I know what helps when I have paranoid delusions, its reality testing or confirming with a trusted fam. or friend. But what do you do when people dont want to tell you the truth or just dont seem to understand how much it hurts to have delusions. I told my dad what was happening, with my delusions, and instead of contradicting them he basically didnt confirm or deny them. How do I know we are both in the same exact dimension of reality if extra-spatial dimensions exist.

If you can’t anchor or arent anchored in the realm of truth and basic fundamental physics of nature, your mind and theories could consume you. I’m a heavy thinker, and I was too intelligent on SAT’s. I hear voices that tell me things in dreams. the dreams come true sometimes or confirm what the “messengers” say. But I took something I bought online to help with stress and it somehow awakened or unlocked some forgotten memories. Now Im stuck on, how do you confirm or deny aspects of reality? I want help because my delusions were that everyone was stuck in some kind of matrix-projection and that evil corporations from the future developed time travel and were mining souls to put into applications on cellphones and emulated identities so that we’d be bound by some kind of limited perspective. Also that all my friends are actually famous.
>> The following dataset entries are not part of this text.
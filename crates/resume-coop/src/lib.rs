// SPDX-License-Identifier: (MIT OR Apache-2.0)
//! Cooperative backend: one run queue, drained by its owner.
//!
//! Nothing runs until the caller drains the `RunQueue`. Every continuation
//! goes through the queue, even on a handle that has already resolved, so
//! this backend declines both optional capabilities: no inline
//! continuation, no `get_completed`. Drivers written against
//! `FutureSystem` work unchanged; they just pay one extra queue hop per
//! suspension.

pub mod queue;
pub mod slot;
pub mod system;

pub use queue::RunQueue;
pub use slot::{Deferred, Handle};
pub use system::CoopSystem;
Flat earth- Truman show. That I know people and everyone I met every somehow is related or relative to my identity, including Marshal from Eminem and that kid I punched at camp/not knowing how much it hurt him. Thinking its all revenge of the gangsters in Philly. I cant help being crazy, and the nightmares dont help. When I create stories it helps. ChatGPT sucks because its just a project or collection of information/energy trying to sound like a real person. I dont want to sound too sketch. When I confronted my dad about the masons he said its just a mens club.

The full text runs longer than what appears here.